Aim of the exercise: From the entries, return every line where the string "types" shows up.

(Provided information)

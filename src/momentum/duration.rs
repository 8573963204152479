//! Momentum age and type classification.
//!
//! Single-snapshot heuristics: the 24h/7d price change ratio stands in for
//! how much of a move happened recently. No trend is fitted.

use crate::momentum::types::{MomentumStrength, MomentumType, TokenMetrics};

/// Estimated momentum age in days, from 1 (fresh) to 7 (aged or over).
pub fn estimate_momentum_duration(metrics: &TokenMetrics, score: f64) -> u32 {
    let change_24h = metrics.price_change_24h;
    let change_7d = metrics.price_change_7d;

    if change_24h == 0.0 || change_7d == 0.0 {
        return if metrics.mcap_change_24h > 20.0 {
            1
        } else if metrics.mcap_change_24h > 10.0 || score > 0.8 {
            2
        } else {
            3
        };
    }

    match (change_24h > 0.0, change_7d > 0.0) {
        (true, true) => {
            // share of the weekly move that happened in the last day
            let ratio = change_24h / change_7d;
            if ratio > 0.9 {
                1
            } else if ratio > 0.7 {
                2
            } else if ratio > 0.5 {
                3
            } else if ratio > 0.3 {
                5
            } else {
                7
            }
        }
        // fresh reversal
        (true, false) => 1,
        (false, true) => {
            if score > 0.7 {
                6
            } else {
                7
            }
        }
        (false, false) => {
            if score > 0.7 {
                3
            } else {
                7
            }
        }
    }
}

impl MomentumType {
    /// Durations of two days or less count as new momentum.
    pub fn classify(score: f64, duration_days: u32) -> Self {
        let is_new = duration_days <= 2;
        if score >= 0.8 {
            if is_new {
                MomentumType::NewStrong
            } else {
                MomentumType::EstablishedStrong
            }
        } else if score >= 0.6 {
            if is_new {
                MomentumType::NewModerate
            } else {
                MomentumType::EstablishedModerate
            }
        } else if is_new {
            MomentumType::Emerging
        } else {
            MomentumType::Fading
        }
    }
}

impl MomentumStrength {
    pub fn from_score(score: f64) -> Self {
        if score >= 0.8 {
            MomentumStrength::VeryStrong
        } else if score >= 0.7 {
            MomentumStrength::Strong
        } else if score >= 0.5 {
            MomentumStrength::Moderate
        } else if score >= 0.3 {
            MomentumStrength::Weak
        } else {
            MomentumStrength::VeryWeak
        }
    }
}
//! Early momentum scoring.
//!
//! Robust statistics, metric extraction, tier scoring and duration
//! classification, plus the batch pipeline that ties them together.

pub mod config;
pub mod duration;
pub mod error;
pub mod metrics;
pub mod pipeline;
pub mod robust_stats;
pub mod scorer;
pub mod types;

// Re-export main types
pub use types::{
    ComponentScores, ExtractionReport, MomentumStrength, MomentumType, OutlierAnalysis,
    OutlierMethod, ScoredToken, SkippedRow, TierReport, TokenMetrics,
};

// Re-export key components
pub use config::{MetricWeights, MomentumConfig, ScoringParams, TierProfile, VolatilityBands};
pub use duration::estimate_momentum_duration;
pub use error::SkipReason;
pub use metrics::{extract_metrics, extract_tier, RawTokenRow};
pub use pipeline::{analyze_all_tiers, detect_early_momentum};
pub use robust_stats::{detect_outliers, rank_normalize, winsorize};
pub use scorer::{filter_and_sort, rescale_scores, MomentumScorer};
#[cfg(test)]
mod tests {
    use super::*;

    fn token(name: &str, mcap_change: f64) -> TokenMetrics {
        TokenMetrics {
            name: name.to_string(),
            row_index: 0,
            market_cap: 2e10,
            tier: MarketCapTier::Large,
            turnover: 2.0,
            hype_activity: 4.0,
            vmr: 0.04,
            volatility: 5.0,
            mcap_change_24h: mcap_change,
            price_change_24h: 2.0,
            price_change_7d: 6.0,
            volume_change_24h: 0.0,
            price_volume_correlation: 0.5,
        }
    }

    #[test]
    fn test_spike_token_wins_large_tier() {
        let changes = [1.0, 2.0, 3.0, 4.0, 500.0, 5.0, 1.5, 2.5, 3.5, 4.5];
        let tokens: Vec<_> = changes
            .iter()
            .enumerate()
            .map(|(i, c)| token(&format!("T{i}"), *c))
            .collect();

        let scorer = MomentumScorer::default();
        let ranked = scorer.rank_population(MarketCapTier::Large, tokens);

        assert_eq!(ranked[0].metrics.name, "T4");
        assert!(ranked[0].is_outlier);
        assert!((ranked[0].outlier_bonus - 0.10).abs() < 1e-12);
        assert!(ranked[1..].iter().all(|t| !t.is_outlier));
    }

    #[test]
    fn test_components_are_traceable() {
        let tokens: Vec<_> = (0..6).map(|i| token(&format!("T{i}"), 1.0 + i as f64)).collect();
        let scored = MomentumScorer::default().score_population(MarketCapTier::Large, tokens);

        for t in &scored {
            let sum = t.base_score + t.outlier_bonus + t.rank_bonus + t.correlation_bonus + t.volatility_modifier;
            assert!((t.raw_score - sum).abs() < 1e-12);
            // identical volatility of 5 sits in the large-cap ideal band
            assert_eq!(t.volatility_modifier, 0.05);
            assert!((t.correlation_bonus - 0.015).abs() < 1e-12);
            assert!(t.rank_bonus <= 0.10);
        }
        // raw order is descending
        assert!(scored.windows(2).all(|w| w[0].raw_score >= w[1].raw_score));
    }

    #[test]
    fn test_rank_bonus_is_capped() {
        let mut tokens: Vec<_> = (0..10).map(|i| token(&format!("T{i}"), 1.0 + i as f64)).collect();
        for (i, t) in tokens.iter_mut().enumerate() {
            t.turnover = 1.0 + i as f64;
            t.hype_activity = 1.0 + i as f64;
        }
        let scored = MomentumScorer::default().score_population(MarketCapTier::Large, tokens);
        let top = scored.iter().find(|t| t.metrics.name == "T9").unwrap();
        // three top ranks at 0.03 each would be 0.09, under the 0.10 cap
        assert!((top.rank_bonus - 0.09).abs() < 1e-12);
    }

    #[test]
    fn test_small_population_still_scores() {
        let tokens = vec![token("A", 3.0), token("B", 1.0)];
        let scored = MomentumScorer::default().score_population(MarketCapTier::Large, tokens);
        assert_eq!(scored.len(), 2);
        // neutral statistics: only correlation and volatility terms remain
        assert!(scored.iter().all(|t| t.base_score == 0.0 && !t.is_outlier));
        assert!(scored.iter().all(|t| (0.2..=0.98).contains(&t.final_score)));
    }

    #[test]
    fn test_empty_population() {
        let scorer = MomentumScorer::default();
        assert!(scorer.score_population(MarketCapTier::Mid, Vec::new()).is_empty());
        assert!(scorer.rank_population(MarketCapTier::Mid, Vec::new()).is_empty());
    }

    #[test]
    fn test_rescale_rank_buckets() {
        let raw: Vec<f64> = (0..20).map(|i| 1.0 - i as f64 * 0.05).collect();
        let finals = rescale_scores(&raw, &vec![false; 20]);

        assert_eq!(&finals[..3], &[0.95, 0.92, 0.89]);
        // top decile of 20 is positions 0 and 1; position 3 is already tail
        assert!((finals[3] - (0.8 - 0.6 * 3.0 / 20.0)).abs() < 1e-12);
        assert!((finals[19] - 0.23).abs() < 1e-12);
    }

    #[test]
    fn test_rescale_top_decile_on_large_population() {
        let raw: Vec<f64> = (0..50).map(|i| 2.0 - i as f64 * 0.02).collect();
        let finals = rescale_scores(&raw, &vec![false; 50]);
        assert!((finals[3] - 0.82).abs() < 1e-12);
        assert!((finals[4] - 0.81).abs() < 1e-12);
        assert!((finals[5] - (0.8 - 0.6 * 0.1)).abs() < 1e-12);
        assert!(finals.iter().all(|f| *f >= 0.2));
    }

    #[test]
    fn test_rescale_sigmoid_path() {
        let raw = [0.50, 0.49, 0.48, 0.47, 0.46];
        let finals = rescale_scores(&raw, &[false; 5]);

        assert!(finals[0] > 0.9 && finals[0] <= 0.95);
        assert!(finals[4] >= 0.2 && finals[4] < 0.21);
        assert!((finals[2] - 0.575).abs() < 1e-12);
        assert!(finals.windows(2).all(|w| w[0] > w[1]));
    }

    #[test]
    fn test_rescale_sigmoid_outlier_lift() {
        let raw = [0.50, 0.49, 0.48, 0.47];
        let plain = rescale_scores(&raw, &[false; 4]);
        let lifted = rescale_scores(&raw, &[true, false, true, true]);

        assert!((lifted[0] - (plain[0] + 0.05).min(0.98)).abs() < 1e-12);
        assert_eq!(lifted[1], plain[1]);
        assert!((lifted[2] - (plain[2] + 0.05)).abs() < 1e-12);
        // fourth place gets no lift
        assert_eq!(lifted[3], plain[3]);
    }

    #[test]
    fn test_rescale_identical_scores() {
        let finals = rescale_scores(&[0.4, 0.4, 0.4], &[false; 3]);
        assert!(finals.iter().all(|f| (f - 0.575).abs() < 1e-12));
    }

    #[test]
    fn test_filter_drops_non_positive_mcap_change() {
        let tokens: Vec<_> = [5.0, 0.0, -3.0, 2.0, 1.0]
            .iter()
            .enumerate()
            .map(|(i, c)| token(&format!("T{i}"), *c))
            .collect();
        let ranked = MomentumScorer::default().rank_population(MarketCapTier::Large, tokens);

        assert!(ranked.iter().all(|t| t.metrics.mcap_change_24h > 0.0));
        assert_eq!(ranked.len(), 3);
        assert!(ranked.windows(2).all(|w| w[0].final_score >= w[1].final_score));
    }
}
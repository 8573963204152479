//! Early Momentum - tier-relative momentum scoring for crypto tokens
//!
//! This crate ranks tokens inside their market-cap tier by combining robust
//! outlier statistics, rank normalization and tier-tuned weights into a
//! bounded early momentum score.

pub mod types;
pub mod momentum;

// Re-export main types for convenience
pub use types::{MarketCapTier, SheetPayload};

(End Provided information)

Answer box:
use crate::momentum::types::{MomentumStrength, MomentumType, TokenMetrics};
pub mod types;
// Re-export main types
pub use types::{
pub mod types;
// Re-export main types for convenience
pub use types::{MarketCapTier, SheetPayload};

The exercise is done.